RECORDS SUPPLIED
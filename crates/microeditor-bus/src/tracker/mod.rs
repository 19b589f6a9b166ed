//! Outstanding-request bookkeeping.
//!
//! Every request a bus sends is registered here under a fresh correlation
//! id. The matching return, a timeout, caller cancellation, or disposal
//! removes the entry; whichever comes first wins and the others find
//! nothing to do.

use std::collections::HashMap;
use std::time::{Duration, Instant};

use futures::channel::oneshot;
use microeditor_protocol::{CorrelationId, RequestKind, ReturnPayload};
use serde_json::Value;

use crate::error::BusError;

/// Result delivered to a waiting requester.
pub type PendingResult = Result<Option<Value>, BusError>;

/// Receiving half handed to the requester.
pub type PendingReceiver = oneshot::Receiver<PendingResult>;

/// What happened to a received return.
#[derive(Debug, Clone, Copy, PartialEq, Eq)]
pub enum ResolveOutcome {
    /// The waiting request was completed.
    Resolved {
        /// Kind of the completed request.
        kind: RequestKind,
        /// Time between registration and resolution.
        elapsed: Duration,
    },
    /// No request is waiting under that id.
    Stale,
    /// A request is waiting under that id but for a different kind; it is
    /// left in place.
    KindMismatch {
        /// Kind the waiting request was issued for.
        expected: RequestKind,
    },
}

#[derive(Debug)]
struct PendingRequest {
    kind: RequestKind,
    resolver: oneshot::Sender<PendingResult>,
    registered_at: Instant,
}

/// Map of correlation ids to waiting requesters.
///
/// Ids come from a per-tracker counter and are never reused while the
/// tracker lives.
#[derive(Debug, Default)]
pub struct PendingRequestTracker {
    next_id: u64,
    entries: HashMap<CorrelationId, PendingRequest>,
}

impl PendingRequestTracker {
    /// Creates an empty tracker.
    #[must_use]
    pub fn new() -> Self {
        Self::default()
    }

    /// Registers a new outstanding request of `kind`.
    ///
    /// Returns the id to send on the wire and the receiver that completes
    /// when the request is resolved or rejected.
    pub fn register(&mut self, kind: RequestKind) -> (CorrelationId, PendingReceiver) {
        let id = loop {
            self.next_id = self.next_id.wrapping_add(1);
            let candidate = CorrelationId::from(self.next_id);
            if !self.entries.contains_key(&candidate) {
                break candidate;
            }
        };
        let (resolver, receiver) = oneshot::channel();
        self.entries.insert(
            id.clone(),
            PendingRequest {
                kind,
                resolver,
                registered_at: Instant::now(),
            },
        );
        (id, receiver)
    }

    /// Completes the request waiting under `id` with a return of `answered`.
    ///
    /// Error markers in `payload` reject the request with the matching
    /// [`BusError`]. A return whose kind does not pair with the waiting
    /// request leaves the entry untouched.
    pub fn resolve(
        &mut self,
        id: &CorrelationId,
        answered: RequestKind,
        payload: ReturnPayload,
    ) -> ResolveOutcome {
        let Some(entry) = self.entries.get(id) else {
            return ResolveOutcome::Stale;
        };
        if entry.kind != answered {
            return ResolveOutcome::KindMismatch {
                expected: entry.kind,
            };
        }
        let Some(pending) = self.entries.remove(id) else {
            return ResolveOutcome::Stale;
        };
        let result = match payload {
            ReturnPayload::Value(data) => Ok(data),
            ReturnPayload::Error(error) => Err(BusError::from_return_error(pending.kind, &error)),
        };
        let elapsed = pending.registered_at.elapsed();
        // The requester may have stopped waiting; the entry is gone either way.
        let _delivered = pending.resolver.send(result).is_ok();
        ResolveOutcome::Resolved {
            kind: pending.kind,
            elapsed,
        }
    }

    /// Rejects the request waiting under `id`.
    ///
    /// Returns `false` when nothing was waiting.
    pub fn reject(&mut self, id: &CorrelationId, error: BusError) -> bool {
        self.entries.remove(id).is_some_and(|pending| {
            let _delivered = pending.resolver.send(Err(error)).is_ok();
            true
        })
    }

    /// Forgets the request waiting under `id` without completing it.
    pub fn remove(&mut self, id: &CorrelationId) -> bool {
        self.entries.remove(id).is_some()
    }

    /// Rejects every waiting request with a clone of `error`.
    ///
    /// Returns how many requests were rejected.
    pub fn reject_all(&mut self, error: &BusError) -> usize {
        let drained: Vec<PendingRequest> = self.entries.drain().map(|(_, entry)| entry).collect();
        let count = drained.len();
        for pending in drained {
            let _delivered = pending.resolver.send(Err(error.clone())).is_ok();
        }
        count
    }

    /// Number of waiting requests.
    #[must_use]
    pub fn len(&self) -> usize {
        self.entries.len()
    }

    /// Whether nothing is waiting.
    #[must_use]
    pub fn is_empty(&self) -> bool {
        self.entries.is_empty()
    }

    /// Whether a request is waiting under `id`.
    #[must_use]
    pub fn contains(&self, id: &CorrelationId) -> bool {
        self.entries.contains_key(id)
    }

    /// Kind of the request waiting under `id`.
    #[must_use]
    pub fn kind_of(&self, id: &CorrelationId) -> Option<RequestKind> {
        self.entries.get(id).map(|entry| entry.kind)
    }

    /// Age of the longest-waiting request.
    #[must_use]
    pub fn oldest_age(&self) -> Option<Duration> {
        self.entries
            .values()
            .map(|entry| entry.registered_at.elapsed())
            .max()
    }
}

AIM OF THE TASK
Reproduce the entries above in full by retyping them exactly.

SOLVED EXERCISE
filename crates/microeditor-bus/src/tracker/mod.rs
repository 19b589f6a9b166ed
//! Outstanding-request bookkeeping.
//!
//! Every request a bus sends is registered here under a fresh correlation
//! id. The matching return, a timeout, caller cancellation, or disposal
//! removes the entry; whichever comes first wins and the others find
//! nothing to do.

use std::collections::HashMap;
use std::time::{Duration, Instant};

use futures::channel::oneshot;
use microeditor_protocol::{CorrelationId, RequestKind, ReturnPayload};
use serde_json::Value;

use crate::error::BusError;

/// Result delivered to a waiting requester.
pub type PendingResult = Result<Option<Value>, BusError>;

/// Receiving half handed to the requester.
pub type PendingReceiver = oneshot::Receiver<PendingResult>;

/// What happened to a received return.
#[derive(Debug, Clone, Copy, PartialEq, Eq)]
pub enum ResolveOutcome {
    /// The waiting request was completed.
    Resolved {
        /// Kind of the completed request.
        kind: RequestKind,
        /// Time between registration and resolution.
        elapsed: Duration,
    },
    /// No request is waiting under that id.
    Stale,
    /// A request is waiting under that id but for a different kind; it is
    /// left in place.
    KindMismatch {
        /// Kind the waiting request was issued for.
        expected: RequestKind,
    },
}

#[derive(Debug)]
struct PendingRequest {
    kind: RequestKind,
    resolver: oneshot::Sender<PendingResult>,
    registered_at: Instant,
}

/// Map of correlation ids to waiting requesters.
///
/// Ids come from a per-tracker counter and are never reused while the
/// tracker lives.
#[derive(Debug, Default)]
pub struct PendingRequestTracker {
    next_id: u64,
    entries: HashMap<CorrelationId, PendingRequest>,
}

impl PendingRequestTracker {
    /// Creates an empty tracker.
    #[must_use]
    pub fn new() -> Self {
        Self::default()
    }

    /// Registers a new outstanding request of `kind`.
    ///
    /// Returns the id to send on the wire and the receiver that completes
    /// when the request is resolved or rejected.
    pub fn register(&mut self, kind: RequestKind) -> (CorrelationId, PendingReceiver) {
        let id = loop {
            self.next_id = self.next_id.wrapping_add(1);
            let candidate = CorrelationId::from(self.next_id);
            if !self.entries.contains_key(&candidate) {
                break candidate;
            }
        };
        let (resolver, receiver) = oneshot::channel();
        self.entries.insert(
            id.clone(),
            PendingRequest {
                kind,
                resolver,
                registered_at: Instant::now(),
            },
        );
        (id, receiver)
    }

    /// Completes the request waiting under `id` with a return of `answered`.
    ///
    /// Error markers in `payload` reject the request with the matching
    /// [`BusError`]. A return whose kind does not pair with the waiting
    /// request leaves the entry untouched.
    pub fn resolve(
        &mut self,
        id: &CorrelationId,
        answered: RequestKind,
        payload: ReturnPayload,
    ) -> ResolveOutcome {
        let Some(entry) = self.entries.get(id) else {
            return ResolveOutcome::Stale;
        };
        if entry.kind != answered {
            return ResolveOutcome::KindMismatch {
                expected: entry.kind,
            };
        }
        let Some(pending) = self.entries.remove(id) else {
            return ResolveOutcome::Stale;
        };
        let result = match payload {
            ReturnPayload::Value(data) => Ok(data),
            ReturnPayload::Error(error) => Err(BusError::from_return_error(pending.kind, &error)),
        };
        let elapsed = pending.registered_at.elapsed();
        // The requester may have stopped waiting; the entry is gone either way.
        let _delivered = pending.resolver.send(result).is_ok();
        ResolveOutcome::Resolved {
            kind: pending.kind,
            elapsed,
        }
    }

    /// Rejects the request waiting under `id`.
    ///
    /// Returns `false` when nothing was waiting.
    pub fn reject(&mut self, id: &CorrelationId, error: BusError) -> bool {
        self.entries.remove(id).is_some_and(|pending| {
            let _delivered = pending.resolver.send(Err(error)).is_ok();
            true
        })
    }

    /// Forgets the request waiting under `id` without completing it.
    pub fn remove(&mut self, id: &CorrelationId) -> bool {
        self.entries.remove(id).is_some()
    }

    /// Rejects every waiting request with a clone of `error`.
    ///
    /// Returns how many requests were rejected.
    pub fn reject_all(&mut self, error: &BusError) -> usize {
        let drained: Vec<PendingRequest> = self.entries.drain().map(|(_, entry)| entry).collect();
        let count = drained.len();
        for pending in drained {
            let _delivered = pending.resolver.send(Err(error.clone())).is_ok();
        }
        count
    }

    /// Number of waiting requests.
    #[must_use]
    pub fn len(&self) -> usize {
        self.entries.len()
    }

    /// Whether nothing is waiting.
    #[must_use]
    pub fn is_empty(&self) -> bool {
        self.entries.is_empty()
    }

    /// Whether a request is waiting under `id`.
    #[must_use]
    pub fn contains(&self, id: &CorrelationId) -> bool {
        self.entries.contains_key(id)
    }

    /// Kind of the request waiting under `id`.
    #[must_use]
    pub fn kind_of(&self, id: &CorrelationId) -> Option<RequestKind> {
        self.entries.get(id).map(|entry| entry.kind)
    }

    /// Age of the longest-waiting request.
    #[must_use]
    pub fn oldest_age(&self) -> Option<Duration> {
        self.entries
            .values()
            .map(|entry| entry.registered_at.elapsed())
            .max()
    }
}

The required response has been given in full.